- Requirement -
Return the lines of the data below exactly. Start at the first and end with the line containing "bounds in braille pixels".

(Available data begins)

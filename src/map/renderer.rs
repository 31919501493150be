use crate::braille::{BrailleCanvas, Tint};
use crate::map::geometry::{draw_line, fill_disc};
use crate::map::projection::Viewport;
use crate::pipeline::MapMarker;

/// A geographic line as (lon, lat) pairs
pub type LineString = Vec<(f64, f64)>;

/// Marker disc radius bounds in braille pixels
pub const MIN_MARKER_PX: f64 = 1.0;
pub const MAX_MARKER_PX: f64 = 8.0;
/// Country labels appear from this zoom on
pub const LABEL_ZOOM: f64 = 4.0;

/// Level of detail for basemap lines
#[derive(Debug, Clone, Copy, PartialEq, Eq)]
pub enum Lod {
    Low,    // 110m - continent view
    Medium, // 50m - regional
    High,   // 10m - country
}

impl Lod {
    pub fn from_zoom(zoom: f64) -> Self {
        if zoom < 2.0 {
            Lod::Low
        } else if zoom < 8.0 {
            Lod::Medium
        } else {
            Lod::High
        }
    }

    pub fn label(self) -> &'static str {
        match self {
            Lod::Low => "110m",
            Lod::Medium => "50m",
            Lod::High => "10m",
        }
    }
}

#[derive(Debug, Clone)]
pub struct DisplaySettings {
    pub show_coastlines: bool,
    pub show_borders: bool,
    pub show_labels: bool,
}

impl Default for DisplaySettings {
    fn default() -> Self {
        Self {
            show_coastlines: true,
            show_borders: true,
            show_labels: true,
        }
    }
}

/// Rasterized layers for one frame, back to front
pub struct MapLayers {
    pub coastlines: BrailleCanvas,
    pub borders: BrailleCanvas,
    pub markers: BrailleCanvas,
    /// (column, row, text) in character cells
    pub labels: Vec<(u16, u16, String)>,
}

/// Disc radius in braille pixels for a marker of `radius_m` at `lat`
pub fn marker_radius_px(viewport: &Viewport, radius_m: f64, lat: f64) -> f64 {
    let mpp = viewport.meters_per_pixel(lat);
    let px = if mpp > 0.0 { radius_m / mpp } else { MAX_MARKER_PX };
    px.clamp(MIN_MARKER_PX, MAX_MARKER_PX)
}

/// Basemap outlines at several resolutions plus layer toggles
#[derive(Default)]
pub struct MapRenderer {
    coastlines_low: Vec<LineString>,
    coastlines_medium: Vec<LineString>,
    coastlines_high: Vec<LineString>,
    borders_medium: Vec<LineString>,
    borders_high: Vec<LineString>,
    pub settings: DisplaySettings,
}

impl MapRenderer {
    pub fn new() -> Self {
        Self::default()
    }

    /// Best available coastlines at or below `lod`
    fn coastlines(&self, lod: Lod) -> &[LineString] {
        let ladder = match lod {
            Lod::High => [&self.coastlines_high, &self.coastlines_medium, &self.coastlines_low],
            Lod::Medium => [&self.coastlines_medium, &self.coastlines_low, &self.coastlines_high],
            Lod::Low => [&self.coastlines_low, &self.coastlines_medium, &self.coastlines_high],
        };
        ladder
            .into_iter()
            .find(|set| !set.is_empty())
            .map(|set| set.as_slice())
            .unwrap_or_default()
    }

    fn borders(&self, lod: Lod) -> &[LineString] {
        match lod {
            Lod::High if !self.borders_high.is_empty() => &self.borders_high,
            _ => &self.borders_medium,
        }
    }

    pub fn add_coastline(&mut self, line: LineString, lod: Lod) {
        match lod {
            Lod::Low => self.coastlines_low.push(line),
            Lod::Medium => self.coastlines_medium.push(line),
            Lod::High => self.coastlines_high.push(line),
        }
    }

    pub fn add_border(&mut self, line: LineString, lod: Lod) {
        match lod {
            Lod::High => self.borders_high.push(line),
            Lod::Low | Lod::Medium => self.borders_medium.push(line),
        }
    }

    pub fn has_data(&self) -> bool {
        !self.coastlines_low.is_empty()
            || !self.coastlines_medium.is_empty()
            || !self.coastlines_high.is_empty()
    }

    pub fn toggle_borders(&mut self) {
        self.settings.show_borders = !self.settings.show_borders;
    }

    pub fn toggle_labels(&mut self) {
        self.settings.show_labels = !self.settings.show_labels;
    }

    /// Rasterize basemap and markers for a `width` x `height` character area.
    /// The two halves are independent and run in parallel.
    pub fn render(&self, width: usize, height: usize, viewport: &Viewport, markers: &[MapMarker]) -> MapLayers {
        let ((coastlines, borders), (marker_canvas, labels)) = rayon::join(
            || self.render_basemap(width, height, viewport),
            || self.render_markers(width, height, viewport, markers),
        );
        MapLayers {
            coastlines,
            borders,
            markers: marker_canvas,
            labels,
        }
    }

    fn render_basemap(&self, width: usize, height: usize, viewport: &Viewport) -> (BrailleCanvas, BrailleCanvas) {
        let lod = Lod::from_zoom(viewport.zoom);
        let mut coastlines = BrailleCanvas::new(width, height);
        let mut borders = BrailleCanvas::new(width, height);

        if self.settings.show_coastlines {
            for line in self.coastlines(lod) {
                draw_linestring(&mut coastlines, line, viewport);
            }
        }
        if self.settings.show_borders {
            for line in self.borders(lod) {
                draw_linestring(&mut borders, line, viewport);
            }
        }
        (coastlines, borders)
    }

    /// Markers are drawn least severe first, and the canvas keeps the
    /// highest-ranked tint per cell, so overlaps show the worst grade.
    fn render_markers(
        &self,
        width: usize,
        height: usize,
        viewport: &Viewport,
        markers: &[MapMarker],
    ) -> (BrailleCanvas, Vec<(u16, u16, String)>) {
        let mut canvas = BrailleCanvas::new(width, height);
        let mut labels: Vec<(u16, u16, String)> = Vec::new();
        let show_labels = self.settings.show_labels && viewport.zoom >= LABEL_ZOOM;

        let mut order: Vec<&MapMarker> = markers.iter().collect();
        order.sort_by_key(|m| m.grade);

        for marker in order {
            let (px, py) = viewport.project(marker.lon, marker.lat);
            if !viewport.is_visible(px, py) {
                continue;
            }
            let radius = marker_radius_px(viewport, marker.radius_m, marker.lat).round() as i32;
            let [r, g, b, _] = marker.color;
            let tint = Tint {
                rank: marker.grade.severity(),
                rgb: [r, g, b],
            };
            fill_disc(&mut canvas, px, py, radius, tint);

            if show_labels && px >= 0 && py >= 0 {
                let col = ((px + radius) / 2 + 1) as u16;
                let row = (py / 4) as u16;
                if !labels.iter().any(|(_, at, text)| *at == row && *text == marker.country) {
                    labels.push((col, row, marker.country.clone()));
                }
            }
        }
        (canvas, labels)
    }
}

/// Draw a polyline, skipping segments that wrap the antimeridian or sit
/// entirely off screen
fn draw_linestring(canvas: &mut BrailleCanvas, line: &[(f64, f64)], viewport: &Viewport) {
    let mut prev: Option<(i32, i32)> = None;
    for &(lon, lat) in line {
        let p = viewport.project(lon, lat);
        if let Some(q) = prev {
            let span = ((p.0 - q.0).abs() + (p.1 - q.1).abs()) as usize;
            if span < viewport.width && viewport.line_might_be_visible(q, p) {
                draw_line(canvas, q, p);
            }
        }
        prev = Some(p);
    }
}

#[cfg(test)]
mod tests {
    use super::*;
    use crate::dataset::{sample_events, Grade};
    use crate::pipeline::MapView;

    fn view(zoom: f64) -> Viewport {
        Viewport::new(20.0, 0.0, zoom, 160, 96)
    }

    #[test]
    fn test_lod_from_zoom() {
        assert_eq!(Lod::from_zoom(1.0), Lod::Low);
        assert_eq!(Lod::from_zoom(3.0), Lod::Medium);
        assert_eq!(Lod::from_zoom(9.0), Lod::High);
    }

    #[test]
    fn test_marker_radius_is_clamped() {
        let wide = view(0.5);
        assert_eq!(marker_radius_px(&wide, 30_000.0, 0.0), MIN_MARKER_PX);
        let close = view(100.0);
        assert_eq!(marker_radius_px(&close, 10_000_000.0, 0.0), MAX_MARKER_PX);
        let mid = view(20.0);
        let small = marker_radius_px(&mid, 30_000.0, 0.0);
        let large = marker_radius_px(&mid, 75_000.0, 0.0);
        assert!(small < large);
    }

    #[test]
    fn test_coastline_fallback_ladder() {
        let mut renderer = MapRenderer::new();
        assert!(!renderer.has_data());
        renderer.add_coastline(vec![(0.0, 0.0), (10.0, 0.0)], Lod::Low);
        assert!(renderer.has_data());
        assert_eq!(renderer.coastlines(Lod::High).len(), 1);
    }

    #[test]
    fn test_render_layers() {
        let mut renderer = MapRenderer::new();
        renderer.add_coastline(vec![(0.0, 0.0), (40.0, 0.0)], Lod::Low);
        let events = sample_events();
        let markers = MapView::project(&events);
        let layers = renderer.render(80, 24, &view(2.0), markers.markers());

        assert!(!layers.coastlines.is_blank());
        assert!(layers.borders.is_blank());
        assert!(!layers.markers.is_blank());
        assert!(layers.labels.is_empty());
    }

    #[test]
    fn test_labels_when_zoomed_in() {
        let renderer = MapRenderer::new();
        let marker = MapMarker {
            lon: 20.0,
            lat: 0.0,
            grade: Grade::Grade3,
            color: [255, 51, 85, 200],
            radius_m: 30_000.0,
            country: "Chad".into(),
            disease: String::new(),
            location: String::new(),
            cases: None,
            deaths: None,
        };
        let layers = renderer.render(80, 24, &view(LABEL_ZOOM), std::slice::from_ref(&marker));
        assert_eq!(layers.labels.len(), 1);
        assert_eq!(layers.labels[0].2, "Chad");

        let (col, row) = (40usize, 12usize);
        let (_, tint) = layers.markers.cell(col, row).unwrap();
        assert_eq!(tint.map(|t| t.rank), Some(3));
    }

    #[test]
    fn test_severe_marker_wins_overlap() {
        let renderer = MapRenderer::new();
        let base = MapMarker {
            lon: 20.0,
            lat: 0.0,
            grade: Grade::Grade3,
            color: [255, 51, 85, 200],
            radius_m: 30_000.0,
            country: "A".into(),
            disease: String::new(),
            location: String::new(),
            cases: None,
            deaths: None,
        };
        let mild = MapMarker {
            grade: Grade::Grade1,
            color: [255, 204, 0, 200],
            ..base.clone()
        };
        let layers = renderer.render(80, 24, &view(2.0), &[base, mild]);
        let (_, tint) = layers.markers.cell(40, 12).unwrap();
        assert_eq!(tint.map(|t| t.rgb), Some([255, 51, 85]));
    }
}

(Available data ends)

- Result -
filename src/map/renderer.rs
repository 31919501493150be
use crate::braille::{BrailleCanvas, Tint};
use crate::map::geometry::{draw_line, fill_disc};
use crate::map::projection::Viewport;
use crate::pipeline::MapMarker;

/// A geographic line as (lon, lat) pairs
pub type LineString = Vec<(f64, f64)>;

/// Marker disc radius bounds in braille pixels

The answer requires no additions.